In the same way, Jesus called James and John, and they “left their father Zebedee in the boat with the hired men, and followed him” (1:20). The disciples simply left. And Jesus was proud of them for doing so. So, what does it mean to be a good disciple today?
We may not be challenged to quit fishing and follow Jesus, but still we are supposed to leave. This means abandoning what we know and walking with Jesus in a new direction.
Leave the comfortable for the uncomfortable
Many are taking comfort during a pandemic by seeking like-minded people. This has some benefits, but without caution and care it also increases polarization among us. We are segregating ourselves by political party, ideology, race, religion or even residential community.
What can you do to better understand and relate to those who are different? Even those with whom you disagree? What can you do so that people “on the other side” see you as approachable, loving and caring? Like Jesus.
Jesus did not begin his ministry by talking only with like-minded Galileans.

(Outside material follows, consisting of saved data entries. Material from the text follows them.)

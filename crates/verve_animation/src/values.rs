//! Animatable value types
//!
//! [`Interpolate`] marks values the engine can blend; the generic
//! [`TypedKeyframeAnimation`] animates any of them on its own clock. The
//! decorative effects use this for color pulses and vector paths, where
//! the scalar scheduler types don't fit.

use verve_core::{Color, Vec2, Vec3};

use crate::easing::Easing;

/// Values that can be linearly interpolated
pub trait Interpolate: Clone {
    /// Blend toward `other` by factor `t` in [0, 1]
    fn lerp(&self, other: &Self, t: f32) -> Self;

    /// Approximate equality, for settling checks
    fn approx_eq(&self, other: &Self, epsilon: f32) -> bool;
}

impl Interpolate for f32 {
    fn lerp(&self, other: &Self, t: f32) -> Self {
        self + (other - self) * t
    }

    fn approx_eq(&self, other: &Self, epsilon: f32) -> bool {
        (self - other).abs() < epsilon
    }
}

impl Interpolate for Vec2 {
    fn lerp(&self, other: &Self, t: f32) -> Self {
        Vec2::lerp(*self, *other, t)
    }

    fn approx_eq(&self, other: &Self, epsilon: f32) -> bool {
        (self.x - other.x).abs() < epsilon && (self.y - other.y).abs() < epsilon
    }
}

impl Interpolate for Vec3 {
    fn lerp(&self, other: &Self, t: f32) -> Self {
        Vec3::lerp(*self, *other, t)
    }

    fn approx_eq(&self, other: &Self, epsilon: f32) -> bool {
        (self.x - other.x).abs() < epsilon
            && (self.y - other.y).abs() < epsilon
            && (self.z - other.z).abs() < epsilon
    }
}

impl Interpolate for Color {
    fn lerp(&self, other: &Self, t: f32) -> Self {
        Color::lerp(self, other, t)
    }

    fn approx_eq(&self, other: &Self, epsilon: f32) -> bool {
        (self.r - other.r).abs() < epsilon
            && (self.g - other.g).abs() < epsilon
            && (self.b - other.b).abs() < epsilon
            && (self.a - other.a).abs() < epsilon
    }
}

/// A keyframe holding a value of type T
#[derive(Clone, Debug)]
pub struct TypedKeyframe<T: Interpolate> {
    /// Time position in [0, 1]
    pub time: f32,
    pub value: T,
    /// Easing applied when transitioning TO this keyframe
    pub easing: Easing,
}

/// A self-clocked keyframe animation over any interpolatable type
#[derive(Clone, Debug)]
pub struct TypedKeyframeAnimation<T: Interpolate> {
    duration_ms: u32,
    keyframes: Vec<TypedKeyframe<T>>,
    clock_ms: f32,
    playing: bool,
    looping: bool,
    /// Reverse on each loop instead of wrapping
    alternate: bool,
    reversed: bool,
}

impl<T: Interpolate> TypedKeyframeAnimation<T> {
    pub fn new(duration_ms: u32) -> Self {
        Self {
            duration_ms,
            keyframes: Vec::new(),
            clock_ms: 0.0,
            playing: false,
            looping: false,
            alternate: false,
            reversed: false,
        }
    }

    /// Add a keyframe (builder pattern); kept sorted by time
    pub fn keyframe(mut self, time: f32, value: T, easing: Easing) -> Self {
        self.keyframes.push(TypedKeyframe {
            time,
            value,
            easing,
        });
        self.keyframes.sort_by(|a, b| {
            a.time
                .partial_cmp(&b.time)
                .unwrap_or(std::cmp::Ordering::Equal)
        });
        self
    }

    /// Add a keyframe with linear easing
    pub fn at(self, time: f32, value: T) -> Self {
        self.keyframe(time, value, Easing::Linear)
    }

    pub fn looping(mut self, looping: bool) -> Self {
        self.looping = looping;
        self
    }

    /// Loop forever, reversing each cycle (the glow pulse shape)
    pub fn yoyo(mut self) -> Self {
        self.looping = true;
        self.alternate = true;
        self
    }

    pub fn start(&mut self) {
        self.clock_ms = 0.0;
        self.reversed = false;
        self.playing = true;
    }

    pub fn stop(&mut self) {
        self.playing = false;
    }

    pub fn is_playing(&self) -> bool {
        self.playing
    }

    pub fn progress(&self) -> f32 {
        if self.duration_ms == 0 {
            return 1.0;
        }
        (self.clock_ms / self.duration_ms as f32).clamp(0.0, 1.0)
    }

    /// Advance by `dt_ms`
    pub fn tick(&mut self, dt_ms: f32) {
        if !self.playing {
            return;
        }

        let duration = self.duration_ms as f32;
        if self.reversed {
            self.clock_ms -= dt_ms;
            if self.clock_ms <= 0.0 {
                if self.looping && self.alternate {
                    self.clock_ms = -self.clock_ms;
                    self.reversed = false;
                } else {
                    self.clock_ms = 0.0;
                    self.playing = false;
                }
            }
        } else {
            self.clock_ms += dt_ms;
            if self.clock_ms >= duration {
                if self.looping {
                    if self.alternate {
                        self.clock_ms = duration - (self.clock_ms - duration);
                        self.reversed = true;
                    } else {
                        self.clock_ms %= duration.max(1.0);
                    }
                } else {
                    self.clock_ms = duration;
                    self.playing = false;
                }
            }
        }
    }

    /// Current interpolated value, or `None` with no keyframes
    pub fn value(&self) -> Option<T> {
        self.sample_at(self.progress())
    }

    /// Sample at an arbitrary progress in [0, 1]
    pub fn sample_at(&self, progress: f32) -> Option<T> {
        if self.keyframes.is_empty() {
            return None;
        }

        let progress = progress.clamp(0.0, 1.0);

        let mut prev = &self.keyframes[0];
        let mut next = &self.keyframes[0];
        for kf in &self.keyframes {
            if kf.time <= progress {
                prev = kf;
            }
            if kf.time >= progress {
                next = kf;
                break;
            }
        }

        if (next.time - prev.time).abs() < f32::EPSILON {
            return Some(prev.value.clone());
        }

        let local = (progress - prev.time) / (next.time - prev.time);
        let eased = next.easing.apply(local);
        Some(prev.value.lerp(&next.value, eased))
    }
}

/// Keyframe animation over f32
pub type FloatAnimation = TypedKeyframeAnimation<f32>;

/// Keyframe animation over positions
pub type Vec2Animation = TypedKeyframeAnimation<Vec2>;

/// Keyframe animation over colors (glow pulses)
pub type ColorAnimation = TypedKeyframeAnimation<Color>;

Instead, he and his disciples immediately faced “a man who was possessed with an impure spirit” (1:23). Then “Jesus healed many who had various diseases. He also drove out many demons” (1:34). And instead of staying at home, Jesus said, “Let us go somewhere else—to the nearby villages—so I can preach there also” (1:38).
Jesus and his disciples did not remain in comfortable places with like-minded people. Instead, they moved into new areas and did the work of helping, healing, teaching and preaching.
Be one who leaves. And you’ll find more thin places where heaven comes close to earth.
PRAYER: Dear Jesus, thank you for those who have left home or family to make this a better world. Thank you for your call and your promise, that I must leave the comfortable to follow you and make a difference. You did just that for me. Amen.
FURTHER MEDITATION: What can you do so that people “on the other side” see you as approachable, loving and caring?